Occuper le terrain à tout prix grâce à la science, au commerce, à la politique, la prospective ou même l’armée... Telle est la stratégie de la Chine en Antarctique. Elle n’a pas chômé, ces vingt dernières années, ce qui montre que le pays a très envie de retourner la table de l’ordre établi par le Traité de l’Antarctique — un accord mondial qui préserve le continent d’une potentielle exploitation minière jusqu’en 2048.
Fin octobre, sur le port de Shanghai, le Dragon des neiges II appareillait sous les vivats de la foule. À bord du brise-glace géant, 255 chercheurs voguaient vers la trente-neuvième expédition scientifique chinoise sur le continent antarctique. L’Antarctique est une terre réservée à la science et la paix ? Allons y faire de la science ! La Chine est arrivée sur le tard sur le continent. En 1985, elle implantait sa première base scientifique permanente, Grande muraille. Trois autres bases ont depuis été construites : Zhongshan (1989), Kunlun (2009), et Taishan (2014). Une cinquième station sera bientôt inaugurée, elle permettra d’accueillir 80 personnes en été et 30 en hiver. La Chine est la troisième nation la plus dépensière au monde en termes de financements publics pour la recherche scientifique en Antarctique. Concrètement, cela se traduit par environ 600 chercheurs répartis sur les cinq stations.
Pour cette cinquième base permanente, les autorités chinoises ont jeté leur dévolu, dès 2013, sur l’île Inexpressible, dans la mer de Ross. Une zone infernale où soufflent des vents féroces qui compliquent toute recherche de terrain. Son implantation illustre à merveille la philosophie de l’empire du Milieu vis-à-vis de l’Antarctique. « La Chine a engagé la construction de cette base avant de soumettre l’étude environnementale aux autres nations. C’est la première fois qu’un pays agit de la sorte », explique à Reporterre Jean-Michel Valantin. Chercheur au Centre interdisciplinaire de recherches sur la paix et d’études stratégiques, il est aussi auteur de L’aigle, le dragon et la crise planétaire (Seuil, 2020), un ouvrage sur les conflits sino-américains.

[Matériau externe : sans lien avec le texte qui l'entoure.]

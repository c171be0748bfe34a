use std::path::Path;
use std::sync::Arc;

use string_interner::{DefaultBackend, StringInterner};

use crate::error::{Error, ErrorKind, Result};
use crate::token::{self, Token, TokenType};
use crate::{Constant, Export, Include, Instruction, Label, Macro, Resource, Variable};


/// Keywords with the number of arguments their statement takes. Zero means
/// the statement is free-form.
const KEYWORDS: [(TokenType, usize); 6] = [
    (TokenType::Code, 0),
    (TokenType::Include, 0),
    (TokenType::Export, 1),
    (TokenType::Constant, 2),
    (TokenType::Variable, 2),
    (TokenType::Resource, 2),
];

#[derive(Debug, Default, Clone, PartialEq, Eq)]
pub struct Parsed {
    pub includes: Vec<Include>,
    pub exports: Vec<Export>,
    pub constants: Vec<Constant>,
    pub variables: Vec<Variable>,
    pub resources: Vec<Resource>,
    pub macros: Vec<Macro>,
    pub labels: Vec<Label>,
    pub instructions: Vec<Instruction>,
}

#[derive(Debug, Clone, Copy, PartialEq, Eq)]
enum Section {
    Definition(MacroState),
    /// Holds the `@` of a `@func` still waiting for its label.
    Code { decorator: Option<Token> },
}

#[derive(Debug, Clone, Copy, PartialEq, Eq)]
enum MacroState {
    Idle,
    /// `@macro` seen, header expected on the next line.
    Header(Token),
    Body,
}

pub struct Parser<'a> {
    path: &'a Path,
    src: &'a Arc<str>,
    si: &'a StringInterner<DefaultBackend>,
    section: Section,
    out: Parsed,
}

impl<'a> Parser<'a> {
    pub fn new(path: &'a Path, src: &'a Arc<str>, si: &'a StringInterner<DefaultBackend>) -> Self {
        Self {
            path,
            src,
            si,
            section: Section::Definition(MacroState::Idle),
            out: Parsed::default(),
        }
    }

    pub fn parse(mut self, lines: &[Vec<Token>]) -> Result<Parsed> {
        for line in lines.iter().filter(|l| !l.is_empty()) {
            self.line(line)?;
        }
        self.finish()?;
        Ok(self.out)
    }

    fn line(&mut self, line: &[Token]) -> Result<()> {
        match self.section {
            Section::Definition(MacroState::Idle) => self.definition(line),
            Section::Definition(_) => self.macro_line(line),
            Section::Code { .. } => self.code(line),
        }
    }

    fn finish(&mut self) -> Result<()> {
        match self.section {
            Section::Definition(MacroState::Header(at)) => {
                Err(self.syntax(&at, "'@macro' is not followed by a macro header"))
            }
            Section::Code {
                decorator: Some(at),
            } => Err(self.floating(&at)),
            _ => Ok(()),
        }
    }

    fn definition(&mut self, line: &[Token]) -> Result<()> {
        self.check_keywords(line)?;
        let first = line[0];
        match first.kind {
            TokenType::Code => {
                self.section = Section::Code { decorator: None };
            }
            TokenType::Include => {
                if line.len() < 3 || !line[1].is(TokenType::Space) {
                    return Err(self.syntax(&first, "'include' expects a space and a module path"));
                }
                self.out.includes.push(Include {
                    path: line[2..].to_vec(),
                });
            }
            TokenType::Export => self.out.exports.push(Export { name: line[2] }),
            TokenType::Constant => self.out.constants.push(Constant {
                name: line[2],
                value: line[5],
            }),
            TokenType::Variable => self.out.variables.push(Variable {
                name: line[2],
                size: line[5],
            }),
            TokenType::Resource => self.out.resources.push(Resource {
                name: line[2],
                value: line[5],
            }),
            TokenType::At => self.definition_decorator(line)?,
            _ => {
                return Err(self.syntax(
                    &first,
                    format!(
                        "invalid token {} at start of line in definition section",
                        first.kind
                    ),
                ))
            }
        }
        Ok(())
    }

    /// Every keyword found in the line has to lead it, and fixed-arity
    /// keywords have to match their layout exactly.
    fn check_keywords(&self, line: &[Token]) -> Result<()> {
        for (kind, args) in KEYWORDS {
            let word = keyword_text(kind);
            if let Some(misplaced) = line.iter().skip(1).find(|t| t.is(kind)) {
                return Err(self.syntax(
                    misplaced,
                    format!("'{word}' must be the first token of the line"),
                ));
            }
            if args == 0 || !line[0].is(kind) {
                continue;
            }
            let arity = 3 * args;
            if line.len() != arity {
                return Err(self.syntax(
                    &line[0],
                    format!(
                        "'{word}' expects {args} argument(s) ({arity} tokens), found {} tokens",
                        line.len()
                    ),
                ));
            }
            if !line[1].is(TokenType::Space) {
                return Err(self.syntax(
                    &line[1],
                    format!("'{word}' must be followed by exactly one space"),
                ));
            }
            if args == 2 && !(line[3].is(TokenType::Comma) && line[4].is(TokenType::Space)) {
                return Err(self.syntax(
                    &line[3],
                    format!("arguments of '{word}' must be separated by a comma and one space"),
                ));
            }
            if !line[2].is(TokenType::Name) {
                return Err(self.syntax(
                    &line[2],
                    format!("first argument of '{word}' must be a name, found {}", line[2].kind),
                ));
            }
        }
        Ok(())
    }

    fn definition_decorator(&mut self, line: &[Token]) -> Result<()> {
        let at = line[0];
        let name = self.decorator_name(line)?;
        match name.as_str() {
            "func" => Err(self.syntax(
                &at,
                "'@func' decorates labels in the code section only",
            )),
            "macro" if line.len() == 2 => {
                self.section = Section::Definition(MacroState::Header(at));
                Ok(())
            }
            "macro" => {
                if !line[2].is(TokenType::Space) {
                    return Err(self.syntax(&line[2], "expected a space after '@macro'"));
                }
                self.macro_header(&line[3..], &at)?;
                self.section = Section::Definition(MacroState::Body);
                Ok(())
            }
            _ => Err(self.syntax(&line[1], format!("unknown decorator '@{name}'"))),
        }
    }

    fn decorator_name(&self, line: &[Token]) -> Result<String> {
        match line.get(1) {
            Some(name) if name.is(TokenType::Name) => Ok(self.text(name).to_ascii_lowercase()),
            Some(other) => Err(self.syntax(
                other,
                format!("'@' must be followed by a decorator name, found {}", other.kind),
            )),
            None => Err(self.syntax(&line[0], "'@' must be followed by a decorator name")),
        }
    }

    fn macro_line(&mut self, line: &[Token]) -> Result<()> {
        match self.section {
            Section::Definition(MacroState::Header(at)) => {
                self.macro_header(line, &at)?;
                self.section = Section::Definition(MacroState::Body);
                Ok(())
            }
            _ if !line[0].is(TokenType::Name) => {
                self.section = Section::Definition(MacroState::Idle);
                self.definition(line)
            }
            _ => self.macro_body(line),
        }
    }

    /// `name:`, `name args:` or `name: args`.
    fn macro_header(&mut self, line: &[Token], at: &Token) -> Result<()> {
        let Some(&name) = line.first() else {
            return Err(self.syntax(at, "missing macro header"));
        };
        if !name.is(TokenType::Name) {
            return Err(self.syntax(
                &name,
                format!("macro header must start with a name, found {}", name.kind),
            ));
        }
        let args = match line {
            [_, colon] if colon.is(TokenType::Colon) => &line[..0],
            [_, colon, space, args @ ..] if colon.is(TokenType::Colon) => {
                if !space.is(TokenType::Space) {
                    return Err(self.syntax(space, "expected a space after the macro name"));
                }
                args
            }
            [_, space, args @ .., colon] if colon.is(TokenType::Colon) => {
                if !space.is(TokenType::Space) {
                    return Err(self.syntax(space, "expected a space after the macro name"));
                }
                args
            }
            _ => {
                return Err(self.syntax(
                    &name,
                    "macro header must be 'name:' or 'name %args:'",
                ))
            }
        };
        let anchor = line[1];
        let arguments = if args.is_empty() && line.len() == 2 {
            Vec::new()
        } else {
            self.arguments(args, &anchor)?
        };
        if let Some(bad) = arguments.iter().find(|t| !t.is(TokenType::Argument)) {
            return Err(self.syntax(
                bad,
                format!("macro parameters must be arguments like '%r0', found {}", bad.kind),
            ));
        }
        self.out.macros.push(Macro {
            name,
            arguments,
            instructions: Vec::new(),
            labels: Vec::new(),
        });
        Ok(())
    }

    fn macro_body(&mut self, line: &[Token]) -> Result<()> {
        self.check_keywords(line)?;
        let first = line[0];
        let is_label = matches!(line, [_, colon] if colon.is(TokenType::Colon));
        let instruction = if is_label {
            None
        } else {
            Some(self.instruction(line)?)
        };
        let Some(current) = self.out.macros.last_mut() else {
            return Err(self.syntax(&first, "macro body without a macro header"));
        };
        match instruction {
            Some(instruction) => current.instructions.push(instruction),
            None => current.labels.push(Label {
                name: first,
                pointer: current.instructions.len(),
                function: false,
            }),
        }
        Ok(())
    }

    fn code(&mut self, line: &[Token]) -> Result<()> {
        let Section::Code { decorator } = self.section else {
            return Ok(());
        };
        let first = line[0];
        match first.kind {
            TokenType::At => {
                let name = self.decorator_name(line)?;
                if line.len() != 2 {
                    return Err(self.syntax(&line[2], "a decorator stands alone on its line"));
                }
                match name.as_str() {
                    "macro" => Err(self.syntax(
                        &first,
                        "macros must be defined in the definition section",
                    )),
                    "func" => {
                        if let Some(previous) = decorator {
                            return Err(self.floating(&previous));
                        }
                        self.section = Section::Code {
                            decorator: Some(first),
                        };
                        Ok(())
                    }
                    _ => Err(self.syntax(&line[1], format!("unknown decorator '@{name}'"))),
                }
            }
            TokenType::Name if matches!(line, [_, colon] if colon.is(TokenType::Colon)) => {
                self.out.labels.push(Label {
                    name: first,
                    pointer: self.out.instructions.len(),
                    function: decorator.is_some(),
                });
                self.section = Section::Code { decorator: None };
                Ok(())
            }
            TokenType::Name => {
                if let Some(previous) = decorator {
                    return Err(self.floating(&previous));
                }
                let instruction = self.instruction(line)?;
                self.out.instructions.push(instruction);
                Ok(())
            }
            _ => Err(self.syntax(
                &first,
                format!(
                    "invalid token {} at start of line in code section; expected an instruction, label or decorator",
                    first.kind
                ),
            )),
        }
    }

    fn instruction(&self, line: &[Token]) -> Result<Instruction> {
        let name = line[0];
        if line.len() == 1 {
            return Ok(Instruction {
                name,
                arguments: Vec::new(),
            });
        }
        if !line[1].is(TokenType::Space) {
            return Err(self.syntax(
                &line[1],
                format!("expected a space after the instruction name, found {}", line[1].kind),
            ));
        }
        let arguments = self.arguments(&line[2..], &line[1])?;
        Ok(Instruction { name, arguments })
    }

    /// Comma separated arguments. Every group has to reduce to a single token
    /// once blanks are gone.
    fn arguments(&self, tokens: &[Token], anchor: &Token) -> Result<Vec<Token>> {
        let commas: Vec<Token> = tokens
            .iter()
            .filter(|t| t.is(TokenType::Comma))
            .copied()
            .collect();
        let mut arguments = Vec::new();
        for (i, group) in token::split(tokens, TokenType::Comma).iter().enumerate() {
            let group = token::without(group, TokenType::Space);
            match group.as_slice() {
                [single] => arguments.push(*single),
                [] => {
                    let at = commas.get(i).unwrap_or(anchor);
                    return Err(self.syntax(at, "empty argument"));
                }
                [_, extra, ..] => {
                    return Err(self.syntax(
                        extra,
                        "an argument must be a single token; separate arguments with commas",
                    ))
                }
            }
        }
        Ok(arguments)
    }

    fn text(&self, token: &Token) -> &str {
        token.value.and_then(|v| self.si.resolve(v)).unwrap_or("")
    }

    fn syntax(&self, token: &Token, message: impl Into<String>) -> Error {
        Error::new(self.path, self.src, token.line, ErrorKind::Syntax, message).at_token(token)
    }

    fn floating(&self, at: &Token) -> Error {
        self.syntax(at, "floating decorator: '@func' must be directly followed by a label")
    }
}

fn keyword_text(kind: TokenType) -> &'static str {
    match kind {
        TokenType::Code => "code",
        TokenType::Include => "include",
        TokenType::Export => "export",
        TokenType::Constant => "const",
        TokenType::Variable => "var",
        TokenType::Resource => "res",
        _ => kind.name(),
    }
}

Quand, en 2015, le brise-glace Dragon des neiges I a débarqué dix tonnes de matériel, des préfabriqués et un appontement temporaire sur l’île Inexpressible, quand les scientifiques ont installé une station météo permanente ou cartographié l’île de long en large, le tout sans attendre les conclusions de l’étude d’impact, tout le monde s’est tu. « Aucune nation ne s’est prononcée publiquement concernant la violation chinoise du protocole », écrit la chercheuse néo-zélandaise Anne-Marie Brady. Avec cette cinquième station construite aux forceps, la Chine passe devant les États-Unis et montre au monde à quel point ce bout de terre l’intéresse.
La science est un bon motif pour avancer ses pions. Coordonnées par le Polar Research Institute of China, les publications académiques chinoises ont fait un « bond extraordinaire » ces dernières années, selon les mots d’Yves Frénot, ancien directeur de l’Institut polaire français. D’une dizaine de projets en 1988, les autorités chinoises en financent désormais plus de quarante pour plusieurs millions de dollars.
« Leurs recherches ont fait un bond extraordinaire »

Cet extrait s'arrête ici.